Task brief:
Up to and including the line that contains "fn get(&self, name: &str, local: &Path)", repeat each line of the data exactly, starting from the first.

*-*-*

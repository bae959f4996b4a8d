//! Host/device file reconciliation
//!
//! The workspace tree on the host, and the checks made before a file is
//! copied onto the board. The transfer itself belongs to a
//! [`DeviceFileManager`] provided by the host application.

use std::future::Future;
use std::path::{Component, Path, PathBuf};

use tokio_util::sync::CancellationToken;

use crate::catalog::Catalog;
use crate::error::{Error, Result};
use crate::events::UiHandle;
use crate::utils::{format_size, strip_archive_ext};
use crate::{log_info, log_warn};

const MODULE: &str = "files";

/// Python run on the board to report free space on its root filesystem
pub const STATVFS_COMMANDS: [&str; 2] = ["import os", "print(os.statvfs('/'), end='')"];

/// File transfer to and from the board's filesystem
pub trait DeviceFileManager: Send + Sync {
    /// Names of the files on the device
    fn ls(&self) -> impl Future<Output = Result<Vec<String>>> + Send;

    fn put(&self, local: &Path) -> impl Future<Output = Result<()>> + Send;

    fn get(&self, name: &str, local: &Path) -> impl Future<Output = Result<()>> + Send;

    fn delete(&self, name: &str) -> impl Future<Output = Result<()>> + Send;

    /// Run Python statements in the REPL and return what they printed
    fn execute(&self, commands: &[&str]) -> impl Future<Output = Result<String>> + Send;
}

#[derive(Debug, Clone, PartialEq, Eq)]
pub struct LocalEntry {
    pub name: String,
    pub path: PathBuf,
    pub is_file: bool,
    pub children: Vec<LocalEntry>,
}

/// Recursive listing of `home`: directories first, then files, each by name
pub fn local_tree(home: &Path) -> Result<Vec<LocalEntry>> {
    let mut dirs = Vec::new();
    let mut files = Vec::new();

    for entry in std::fs::read_dir(home)? {
        let entry = entry?;
        let path = entry.path();
        let name = entry.file_name().to_string_lossy().into_owned();
        if entry.file_type()?.is_dir() {
            dirs.push(LocalEntry {
                children: local_tree(&path)?,
                name,
                path,
                is_file: false,
            });
        } else {
            files.push(LocalEntry {
                name,
                path,
                is_file: true,
                children: Vec::new(),
            });
        }
    }

    dirs.sort_by(|a, b| a.name.cmp(&b.name));
    files.sort_by(|a, b| a.name.cmp(&b.name));
    dirs.extend(files);
    Ok(dirs)
}

/// True if the top-level entry of `relative` is an installed library
pub fn is_protected(relative: &Path, catalog: &Catalog) -> bool {
    let Some(Component::Normal(top)) = relative.components().next() else {
        return false;
    };
    let top = top.to_string_lossy();
    catalog
        .installed_libraries()
        .keys()
        .any(|name| strip_archive_ext(name) == top)
}

/// Delete a workspace file or directory unless it belongs to a library
///
/// `relative` must be made of plain components only.
pub fn delete_local(home: &Path, relative: &Path, catalog: &Catalog) -> Result<()> {
    let mut components = relative.components().peekable();
    if components.peek().is_none()
        || !components.all(|component| matches!(component, Component::Normal(_)))
    {
        return Err(Error::OutsideWorkspace(relative.display().to_string()));
    }
    if is_protected(relative, catalog) {
        return Err(Error::Protected(relative.display().to_string()));
    }

    let path = home.join(relative);
    if path.is_dir() {
        std::fs::remove_dir_all(&path)?;
    } else {
        std::fs::remove_file(&path)?;
    }
    log_info!(MODULE, "'{}' deleted from local machine", relative.display());
    Ok(())
}

/// Available bytes from a printed `os.statvfs` tuple (`f_frsize * f_bavail`)
pub fn parse_statvfs(output: &str) -> Result<u64> {
    let fields: Vec<u64> = output
        .trim()
        .trim_start_matches('(')
        .trim_end_matches(')')
        .split(',')
        .map(|field| field.trim().parse::<u64>())
        .collect::<std::result::Result<_, _>>()
        .map_err(|_| Error::DeviceOutput(output.to_string()))?;

    match (fields.get(1), fields.get(4)) {
        (Some(frsize), Some(bavail)) => Ok(frsize.saturating_mul(*bavail)),
        _ => Err(Error::DeviceOutput(output.to_string())),
    }
}

#[derive(Debug, Clone, Copy, PartialEq, Eq)]
pub enum PutCheck {
    /// Go ahead; the file is this many bytes
    Ready(u64),
    /// The user chose not to overwrite
    Declined,
}

/// Checks before copying `local` to the device
pub async fn prepare_put<D: DeviceFileManager>(
    device: &D,
    local: &Path,
    ui: &UiHandle,
    cancel: &CancellationToken,
) -> Result<PutCheck> {
    let metadata = std::fs::metadata(local)?;
    if !metadata.is_file() {
        return Err(Error::NotAFile(local.display().to_string()));
    }
    let size = metadata.len();
    let name = local
        .file_name()
        .map(|name| name.to_string_lossy().into_owned())
        .unwrap_or_default();

    if device.ls().await?.contains(&name) {
        let prompt = format!("'{}' already exists on the board. Overwrite it?", name);
        if ui.confirm(&prompt, cancel).await != Some(true) {
            return Ok(PutCheck::Declined);
        }
    }

    let available = parse_statvfs(&device.execute(&STATVFS_COMMANDS).await?)?;
    if available > size {
        Ok(PutCheck::Ready(size))
    } else {
        Err(Error::InsufficientSpace {
            needed: size,
            available,
        })
    }
}

/// Copy a workspace file onto the board, reporting through the UI
pub async fn copy_to_device<D: DeviceFileManager>(
    device: &D,
    local: &Path,
    ui: &UiHandle,
    cancel: &CancellationToken,
) -> bool {
    let name = local
        .file_name()
        .map(|name| name.to_string_lossy().into_owned())
        .unwrap_or_default();

    let size = match prepare_put(device, local, ui, cancel).await {
        Ok(PutCheck::Ready(size)) => size,
        Ok(PutCheck::Declined) => return false,
        Err(Error::Io(e)) if e.kind() == std::io::ErrorKind::NotFound => {
            ui.message_box(format!(
                "Sorry, {} does not exist in the current folder, please reopen the file panel.",
                name
            ));
            return false;
        }
        Err(Error::NotAFile(_)) => {
            ui.message_box("Only files can be copied to the board.");
            return false;
        }
        Err(Error::InsufficientSpace { .. }) => {
            ui.message_box("Fail! target device doesn't have enough space.");
            return false;
        }
        Err(e) => {
            log_warn!(MODULE, "Checking the board for {} failed: {}", name, e);
            ui.message_box("Fail! serial error.");
            return false;
        }
    };

    ui.set_controls(false);
    ui.message_box(format!("Copying '{}' ({}) to the board.", name, format_size(size)));
    let copied = match device.put(local).await {
        Ok(()) => {
            ui.message_box(format!("'{}' successfully copied to the board.", name));
            true
        }
        Err(e) => {
            log_warn!(MODULE, "Copying {} failed: {}", name, e);
            ui.message_box(format!("Could not copy '{}' to the board.", name));
            false
        }
    };
    ui.set_controls(true);
    copied
}

#[cfg(test)]
mod tests {
    use super::*;
    use crate::catalog::tests::SAMPLE;
    use crate::events::UiEvent;
    use std::sync::Mutex;

    struct FakeDevice {
        files: Vec<String>,
        statvfs: String,
        put: Mutex<Vec<PathBuf>>,
    }

    impl FakeDevice {
        fn new(files: &[&str], statvfs: &str) -> Self {
            Self {
                files: files.iter().map(|f| f.to_string()).collect(),
                statvfs: statvfs.to_string(),
                put: Mutex::new(Vec::new()),
            }
        }
    }

    impl DeviceFileManager for FakeDevice {
        async fn ls(&self) -> Result<Vec<String>> {
            Ok(self.files.clone())
        }

        async fn put(&self, local: &Path) -> Result<()> {
            self.put.lock().unwrap().push(local.to_path_buf());
            Ok(())
        }

        async fn get(&self, _name: &str, _local: &Path) -> Result<()> {
            Ok(())
        }

        async fn delete(&self, _name: &str) -> Result<()> {
            Ok(())
        }

        async fn execute(&self, commands: &[&str]) -> Result<String> {
            assert_eq!(commands, STATVFS_COMMANDS);
            Ok(self.statvfs.clone())
        }
    }

    #[test]
    fn test_local_tree_order() {
        let dir = tempfile::tempdir().unwrap();
        std::fs::create_dir_all(dir.path().join("zlib")).unwrap();
        std::fs::create_dir_all(dir.path().join("alib/sub")).unwrap();
        std::fs::write(dir.path().join("b.py"), b"").unwrap();
        std::fs::write(dir.path().join("a.py"), b"").unwrap();
        std::fs::write(dir.path().join("alib/x.py"), b"").unwrap();

        let tree = local_tree(dir.path()).unwrap();
        let names: Vec<_> = tree.iter().map(|e| e.name.as_str()).collect();
        assert_eq!(names, vec!["alib", "zlib", "a.py", "b.py"]);
        let alib: Vec<_> = tree[0].children.iter().map(|e| e.name.as_str()).collect();
        assert_eq!(alib, vec!["sub", "x.py"]);
        assert!(tree[2].is_file && !tree[0].is_file);
    }

    #[test]
    fn test_library_entries_are_protected() {
        let dir = tempfile::tempdir().unwrap();
        let catalog = Catalog::parse(SAMPLE).unwrap();
        std::fs::create_dir_all(dir.path().join("seeed_lib")).unwrap();
        std::fs::write(dir.path().join("seeed_lib/lcd.py"), b"").unwrap();
        std::fs::write(dir.path().join("main.py"), b"").unwrap();

        assert!(is_protected(Path::new("seeed_lib"), &catalog));
        assert!(is_protected(Path::new("seeed_lib/lcd.py"), &catalog));
        assert!(!is_protected(Path::new("main.py"), &catalog));

        assert!(matches!(
            delete_local(dir.path(), Path::new("seeed_lib/lcd.py"), &catalog),
            Err(Error::Protected(_))
        ));
        assert!(dir.path().join("seeed_lib/lcd.py").exists());

        delete_local(dir.path(), Path::new("main.py"), &catalog).unwrap();
        assert!(!dir.path().join("main.py").exists());
    }

    #[test]
    fn test_delete_stays_inside_workspace() {
        let root = tempfile::tempdir().unwrap();
        let home = root.path().join("mu_code");
        std::fs::create_dir_all(home.join("seeed_lib")).unwrap();
        std::fs::write(home.join("seeed_lib/lcd.py"), b"").unwrap();
        std::fs::write(root.path().join("outside.txt"), b"").unwrap();
        let catalog = Catalog::parse(SAMPLE).unwrap();

        let outside = root.path().join("outside.txt");
        for relative in [
            Path::new("../outside.txt"),
            outside.as_path(),
            Path::new("./seeed_lib/../../outside.txt"),
            Path::new("sub/../seeed_lib"),
            Path::new(""),
        ] {
            assert!(
                matches!(
                    delete_local(&home, relative, &catalog),
                    Err(Error::OutsideWorkspace(_))
                ),
                "{} was accepted",
                relative.display()
            );
        }
        assert!(outside.exists());
        assert!(home.join("seeed_lib/lcd.py").exists());
    }

    #[test]
    fn test_parse_statvfs() {
        assert_eq!(
            parse_statvfs("(4096, 4096, 100, 50, 40, 0, 0, 0, 0, 255)").unwrap(),
            4096 * 40
        );
        assert!(parse_statvfs("Traceback (most recent call last)").is_err());
        assert!(parse_statvfs("(1, 2)").is_err());
        assert!(parse_statvfs("").is_err());
    }

    #[tokio::test]
    async fn test_prepare_put() {
        let dir = tempfile::tempdir().unwrap();
        let file = dir.path().join("main.py");
        std::fs::write(&file, vec![b'x'; 100]).unwrap();
        let (ui, _rx) = UiHandle::channel();
        let cancel = CancellationToken::new();

        let roomy = FakeDevice::new(&[], "(512, 512, 10, 10, 1, 0, 0, 0, 0, 255)");
        assert_eq!(
            prepare_put(&roomy, &file, &ui, &cancel).await.unwrap(),
            PutCheck::Ready(100)
        );

        // exactly as much space as the file needs is not enough
        let tight = FakeDevice::new(&[], "(1, 100, 10, 10, 1, 0, 0, 0, 0, 255)");
        assert!(matches!(
            prepare_put(&tight, &file, &ui, &cancel).await,
            Err(Error::InsufficientSpace { needed: 100, available: 100 })
        ));

        assert!(matches!(
            prepare_put(&roomy, dir.path(), &ui, &cancel).await,
            Err(Error::NotAFile(_))
        ));
        assert!(matches!(
            prepare_put(&roomy, &dir.path().join("gone.py"), &ui, &cancel).await,
            Err(Error::Io(_))
        ));
    }

    #[tokio::test]
    async fn test_overwrite_needs_confirmation() {
        let dir = tempfile::tempdir().unwrap();
        let file = dir.path().join("main.py");
        std::fs::write(&file, b"print(1)").unwrap();
        let (ui, mut rx) = UiHandle::channel();
        let cancel = CancellationToken::new();

        tokio::spawn(async move {
            while let Some(event) = rx.recv().await {
                if let UiEvent::Confirm(request) = event {
                    request.resolve(false);
                }
            }
        });

        let device = FakeDevice::new(&["main.py"], "(512, 512, 10, 10, 10, 0, 0, 0, 0, 255)");
        assert!(!copy_to_device(&device, &file, &ui, &cancel).await);
        assert!(device.put.lock().unwrap().is_empty());
    }

    #[tokio::test]
    async fn test_copy_to_device() {
        let dir = tempfile::tempdir().unwrap();
        let file = dir.path().join("main.py");
        std::fs::write(&file, b"print(1)").unwrap();
        let (ui, mut rx) = UiHandle::channel();
        let cancel = CancellationToken::new();

        let device = FakeDevice::new(&[], "(512, 512, 10, 10, 10, 0, 0, 0, 0, 255)");
        assert!(copy_to_device(&device, &file, &ui, &cancel).await);
        assert_eq!(*device.put.lock().unwrap(), vec![file.clone()]);

        let mut messages = Vec::new();
        while let Ok(event) = rx.try_recv() {
            if let UiEvent::MessageBox(text) = event {
                messages.push(text);
            }
        }
        assert_eq!(
            messages.last().map(String::as_str),
            Some("'main.py' successfully copied to the board.")
        );
    }
}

*-*-*

Written solution:
repository bae959f4996b4a8d
//! Host/device file reconciliation
//!
//! The workspace tree on the host, and the checks made before a file is
//! copied onto the board. The transfer itself belongs to a
//! [`DeviceFileManager`] provided by the host application.

use std::future::Future;
use std::path::{Component, Path, PathBuf};

use tokio_util::sync::CancellationToken;

use crate::catalog::Catalog;
use crate::error::{Error, Result};
use crate::events::UiHandle;
use crate::utils::{format_size, strip_archive_ext};
use crate::{log_info, log_warn};

const MODULE: &str = "files";

/// Python run on the board to report free space on its root filesystem
pub const STATVFS_COMMANDS: [&str; 2] = ["import os", "print(os.statvfs('/'), end='')"];

/// File transfer to and from the board's filesystem
pub trait DeviceFileManager: Send + Sync {
    /// Names of the files on the device
    fn ls(&self) -> impl Future<Output = Result<Vec<String>>> + Send;

    fn put(&self, local: &Path) -> impl Future<Output = Result<()>> + Send;

    fn get(&self, name: &str, local: &Path) -> impl Future<Output = Result<()>> + Send;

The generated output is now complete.